## Work to be completed
Search the listing for the word "ChatPrompt" and return each line that contains it.
———
//! crates/storygen_core/src/prompt.rs
//!
//! Builds the chat prompt for story generation. Pure string assembly: the
//! request is assumed to be validated already, so nothing here can fail.

use crate::domain::GenerationRequest;

/// The system and user messages sent to the model for one generation call.
#[derive(Debug, Clone, PartialEq, Eq)]
pub struct ChatPrompt {
    pub system_message: String,
    pub user_message: String,
}

/// Assembles the full instruction for a generation request.
///
/// The user message spells out the story and acceptance-criteria templates,
/// the per platform/phase expectations, and the exact JSON shape the parser
/// accepts, and ends by telling the model to return only that JSON object.
pub fn build_prompt(request: &GenerationRequest) -> ChatPrompt {
    let platforms = request.platforms.join(", ");
    let phases = request.product_phases.join(", ");

    let test_case_item = if request.include_test_cases {
        "\n5. Test cases:\n   - Positive test cases (2-3 items)\n   - Negative test cases (2-3 items)"
    } else {
        ""
    };

    // The middle guidelines shift down by one when the test-case guideline
    // is present, so the whole block is selected as a unit.
    let middle_guidelines = if request.include_test_cases {
        "\n4. Test cases should be detailed and cover both happy path and error scenarios\
         \n5. Use active voice and present tense\
         \n6. Focus on business value and user needs\
         \n7. Break down complex features into smaller, manageable stories"
    } else {
        "\n4. Use active voice and present tense\
         \n5. Focus on business value and user needs\
         \n6. Break down complex features into smaller, manageable stories"
    };

    let test_case_schema = if request.include_test_cases {
        ",\n      \"testCases\": {\n        \"positive\": [\"string\"],\n        \"negative\": [\"string\"]\n      }"
    } else {
        ""
    };

    let user_message = format!(
        r#"Based on the following feature notes, generate user stories for each platform ({platforms}) and phase ({phases}).

Feature Notes:
{notes}

For each platform and phase combination, generate user stories in {story_style} format using this template:
{story_template}

And acceptance criteria in {ac_style} format using this template:
{ac_template}

For each user story, include:
1. A clear title
2. A detailed description
3. Acceptance criteria (3-5 items)
4. Negative scenarios (2-3 items){test_case_item}
6. Platform tag ({platforms})
7. Phase tag ({phases})

Guidelines:
1. Each user story should be clear, concise, and focused on a single feature
2. Acceptance criteria should be specific, measurable, and testable
3. Negative scenarios should cover edge cases and error conditions{middle_guidelines}
8. Consider platform-specific requirements and constraints
9. Adapt the story to the specific phase

Format the response as a JSON object with the following structure:
{{
  "stories": [
    {{
      "title": "string",
      "description": "string",
      "acceptanceCriteria": ["string"],
      "negativeScenarios": ["string"]{test_case_schema},
      "platform": "string",
      "phase": "string"
    }}
  ]
}}

Only return the JSON object, no additional text."#,
        platforms = platforms,
        phases = phases,
        notes = request.notes,
        story_style = request.story_style.as_str(),
        story_template = request.story_style.template(),
        ac_style = request.ac_style.as_str(),
        ac_template = request.ac_style.template(),
        test_case_item = test_case_item,
        middle_guidelines = middle_guidelines,
        test_case_schema = test_case_schema,
    );

    let test_case_persona = if request.include_test_cases {
        ", and test cases"
    } else {
        ""
    };

    let system_message = format!(
        "You are an expert Agile Product Owner and QA Engineer who generates comprehensive \
         user stories, acceptance criteria, negative scenarios{test_case_persona}. You are \
         precise, clear, and follow best practices in Agile requirements engineering and \
         software testing. You understand platform-specific requirements and can adapt \
         stories to different phases of product development."
    );

    ChatPrompt {
        system_message,
        user_message,
    }
}

#[cfg(test)]
mod tests {
    use super::*;
    use crate::domain::{AcStyle, GenerationRequest, StoryStyle};

    fn request(include_test_cases: bool) -> GenerationRequest {
        GenerationRequest {
            notes: "Users need to reset passwords".to_string(),
            platforms: vec!["Web".to_string(), "Mobile".to_string()],
            product_phases: vec!["MVP".to_string()],
            story_style: StoryStyle::Scrum,
            ac_style: AcStyle::GivenWhenThen,
            include_test_cases,
        }
    }

    #[test]
    fn prompt_is_deterministic() {
        let req = request(false);
        assert_eq!(build_prompt(&req), build_prompt(&req));
    }

    #[test]
    fn prompt_carries_notes_templates_and_tags() {
        let prompt = build_prompt(&request(false));
        assert!(prompt.user_message.contains("Users need to reset passwords"));
        assert!(prompt
            .user_message
            .contains("As a [type of user], I want [goal] so that [benefit]"));
        assert!(prompt
            .user_message
            .contains("Given [context], When [action], Then [outcome]"));
        assert!(prompt.user_message.contains("Web, Mobile"));
        assert!(prompt.user_message.contains("MVP"));
        assert!(prompt
            .user_message
            .contains("Only return the JSON object, no additional text."));
    }

    #[test]
    fn test_case_sections_appear_only_when_requested() {
        let without = build_prompt(&request(false));
        assert!(!without.user_message.contains("testCases"));
        assert!(!without.system_message.contains("test cases"));

        let with = build_prompt(&request(true));
        assert!(with.user_message.contains("Positive test cases (2-3 items)"));
        assert!(with.user_message.contains("\"testCases\""));
        assert!(with.system_message.contains("test cases"));
    }

    #[test]
    fn bdd_and_checklist_templates_are_used() {
        let mut req = request(false);
        req.story_style = StoryStyle::Bdd;
        req.ac_style = AcStyle::Checklist;
        let prompt = build_prompt(&req);
        assert!(prompt
            .user_message
            .contains("In order to [business value], as a [type of user], I want [goal]"));
        assert!(prompt.user_message.contains("\u{2022} [criterion]"));
    }
}
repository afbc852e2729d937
pub mod adapters;
pub mod config;
pub mod error;
pub mod web;
//! crates/storygen_core/src/parser.rs
//!
//! Turns raw model output into a validated [`GenerationResult`].
//!
//! Validation is all-or-nothing per response: the first malformed story or
//! out-of-set tag rejects the whole payload, because a partially-correct
//! story set must not be presented as a coherent answer.

use crate::domain::{GeneratedStory, GenerationRequest, GenerationResult};
use regex::Regex;

/// Why a model response was rejected.
#[derive(Debug, thiserror::Error)]
pub enum ParseError {
    #[error("Failed to parse model response as JSON: {0}")]
    MalformedJson(String),
    #[error("Invalid response structure: {detail}")]
    SchemaViolation {
        /// Index of the offending story, if the violation is story-level.
        index: Option<usize>,
        detail: String,
    },
    #[error("Invalid {field} \"{value}\" in story at index {index}")]
    TagViolation {
        index: usize,
        field: &'static str,
        value: String,
    },
}

impl ParseError {
    fn story(index: usize, detail: impl Into<String>) -> Self {
        ParseError::SchemaViolation {
            index: Some(index),
            detail: detail.into(),
        }
    }

    fn shape(detail: impl Into<String>) -> Self {
        ParseError::SchemaViolation {
            index: None,
            detail: detail.into(),
        }
    }
}

/// Removes markdown code-fence markers the model may wrap the payload in.
/// Applying it to unfenced content is a no-op.
pub fn strip_code_fences(raw: &str) -> String {
    let fence = Regex::new(r"```json\n?|\n?```").unwrap();
    fence.replace_all(raw, "").trim().to_string()
}

/// Parses and validates one raw model response against the originating request.
pub fn parse_stories(
    raw: &str,
    request: &GenerationRequest,
) -> Result<GenerationResult, ParseError> {
    let cleaned = strip_code_fences(raw);

    let value: serde_json::Value = serde_json::from_str(&cleaned)
        .map_err(|e| ParseError::MalformedJson(e.to_string()))?;

    let entries = value
        .get("stories")
        .and_then(|s| s.as_array())
        .ok_or_else(|| ParseError::shape("missing \"stories\" array"))?;
    if entries.is_empty() {
        return Err(ParseError::shape("\"stories\" array is empty"));
    }

    let mut stories = Vec::with_capacity(entries.len());
    for (index, entry) in entries.iter().enumerate() {
        let mut story: GeneratedStory = serde_json::from_value(entry.clone())
            .map_err(|e| ParseError::story(index, e.to_string()))?;

        if story.title.trim().is_empty() {
            return Err(ParseError::story(index, "title is empty"));
        }
        if story.description.trim().is_empty() {
            return Err(ParseError::story(index, "description is empty"));
        }
        if story.acceptance_criteria.is_empty() {
            return Err(ParseError::story(index, "acceptance criteria are missing"));
        }
        if story.negative_scenarios.is_empty() {
            return Err(ParseError::story(index, "negative scenarios are missing"));
        }

        if request.include_test_cases {
            match &story.test_cases {
                Some(cases) if !cases.positive.is_empty() && !cases.negative.is_empty() => {}
                Some(_) => {
                    return Err(ParseError::story(index, "test cases are incomplete"));
                }
                None => {
                    return Err(ParseError::story(index, "test cases are missing"));
                }
            }
        } else {
            // Test cases were not asked for; drop any the model volunteered.
            story.test_cases = None;
        }

        if !request.platforms.contains(&story.platform) {
            return Err(ParseError::TagViolation {
                index,
                field: "platform",
                value: story.platform.clone(),
            });
        }
        if !request.product_phases.contains(&story.phase) {
            return Err(ParseError::TagViolation {
                index,
                field: "phase",
                value: story.phase.clone(),
            });
        }

        stories.push(story);
    }

    Ok(GenerationResult { stories })
}

#[cfg(test)]
mod tests {
    use super::*;
    use crate::domain::{AcStyle, StoryStyle};

    fn request(include_test_cases: bool) -> GenerationRequest {
        GenerationRequest {
            notes: "Users need to reset passwords".to_string(),
            platforms: vec!["Web".to_string()],
            product_phases: vec!["MVP".to_string()],
            story_style: StoryStyle::Scrum,
            ac_style: AcStyle::GivenWhenThen,
            include_test_cases,
        }
    }

    fn story_json() -> serde_json::Value {
        serde_json::json!({
            "title": "Password reset",
            "description": "As a user, I want to reset my password so that I can regain access.",
            "acceptanceCriteria": ["Given a registered email, When I request a reset, Then I receive a link"],
            "negativeScenarios": ["Reset link has expired"],
            "platform": "Web",
            "phase": "MVP"
        })
    }

    fn payload(story: serde_json::Value) -> String {
        serde_json::json!({ "stories": [story] }).to_string()
    }

    #[test]
    fn well_formed_response_parses() {
        let result = parse_stories(&payload(story_json()), &request(false)).unwrap();
        assert_eq!(result.stories.len(), 1);
        assert_eq!(result.stories[0].title, "Password reset");
        assert!(result.stories[0].test_cases.is_none());
    }

    #[test]
    fn fenced_response_parses_identically() {
        let plain = payload(story_json());
        let fenced = format!("```json\n{}\n```", plain);
        let req = request(false);
        assert_eq!(
            parse_stories(&fenced, &req).unwrap(),
            parse_stories(&plain, &req).unwrap()
        );
    }

    #[test]
    fn bare_fences_are_stripped_too() {
        let fenced = format!("```\n{}\n```", payload(story_json()));
        assert!(parse_stories(&fenced, &request(false)).is_ok());
    }

    #[test]
    fn non_json_is_malformed() {
        let err = parse_stories("here are your stories!", &request(false)).unwrap_err();
        assert!(matches!(err, ParseError::MalformedJson(_)));
    }

    #[test]
    fn missing_stories_array_is_a_shape_violation() {
        let err = parse_stories(r#"{"story": []}"#, &request(false)).unwrap_err();
        assert!(matches!(
            err,
            ParseError::SchemaViolation { index: None, .. }
        ));
    }

    #[test]
    fn empty_stories_array_is_rejected() {
        let err = parse_stories(r#"{"stories": []}"#, &request(false)).unwrap_err();
        assert!(matches!(
            err,
            ParseError::SchemaViolation { index: None, .. }
        ));
    }

    #[test]
    fn story_missing_negative_scenarios_is_rejected() {
        let mut story = story_json();
        story.as_object_mut().unwrap().remove("negativeScenarios");
        let err = parse_stories(&payload(story), &request(false)).unwrap_err();
        assert!(matches!(
            err,
            ParseError::SchemaViolation { index: Some(0), .. }
        ));
    }

    #[test]
    fn empty_acceptance_criteria_are_rejected() {
        let mut story = story_json();
        story["acceptanceCriteria"] = serde_json::json!([]);
        let err = parse_stories(&payload(story), &request(false)).unwrap_err();
        assert!(matches!(
            err,
            ParseError::SchemaViolation { index: Some(0), .. }
        ));
    }

    #[test]
    fn out_of_set_platform_is_a_tag_violation() {
        let mut story = story_json();
        story["platform"] = serde_json::json!("Mobile");
        let err = parse_stories(&payload(story), &request(false)).unwrap_err();
        match err {
            ParseError::TagViolation {
                index,
                field,
                value,
            } => {
                assert_eq!(index, 0);
                assert_eq!(field, "platform");
                assert_eq!(value, "Mobile");
            }
            other => panic!("expected tag violation, got {other:?}"),
        }
    }

    #[test]
    fn out_of_set_phase_is_a_tag_violation() {
        let mut story = story_json();
        story["phase"] = serde_json::json!("GA");
        let err = parse_stories(&payload(story), &request(false)).unwrap_err();
        assert!(matches!(
            err,
            ParseError::TagViolation { field: "phase", .. }
        ));
    }

    #[test]
    fn requested_test_cases_must_be_present_and_non_empty() {
        let req = request(true);

        let err = parse_stories(&payload(story_json()), &req).unwrap_err();
        assert!(matches!(
            err,
            ParseError::SchemaViolation { index: Some(0), .. }
        ));

        let mut story = story_json();
        story["testCases"] = serde_json::json!({ "positive": ["ok"], "negative": [] });
        let err = parse_stories(&payload(story), &req).unwrap_err();
        assert!(matches!(
            err,
            ParseError::SchemaViolation { index: Some(0), .. }
        ));

        let mut story = story_json();
        story["testCases"] =
            serde_json::json!({ "positive": ["reset works"], "negative": ["bad token fails"] });
        let result = parse_stories(&payload(story), &req).unwrap();
        let cases = result.stories[0].test_cases.as_ref().unwrap();
        assert_eq!(cases.positive, vec!["reset works"]);
    }

    #[test]
    fn unrequested_test_cases_are_dropped() {
        let mut story = story_json();
        story["testCases"] =
            serde_json::json!({ "positive": ["reset works"], "negative": ["bad token fails"] });
        let result = parse_stories(&payload(story), &request(false)).unwrap();
        assert!(result.stories[0].test_cases.is_none());
    }

    #[test]
    fn second_story_violation_names_its_index() {
        let mut bad = story_json();
        bad["platform"] = serde_json::json!("Desktop");
        let payload = serde_json::json!({ "stories": [story_json(), bad] }).to_string();
        let err = parse_stories(&payload, &request(false)).unwrap_err();
        assert!(matches!(err, ParseError::TagViolation { index: 1, .. }));
    }
}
———
## Your response
pub struct ChatPrompt {
pub fn build_prompt(request: &GenerationRequest) -> ChatPrompt {
    ChatPrompt {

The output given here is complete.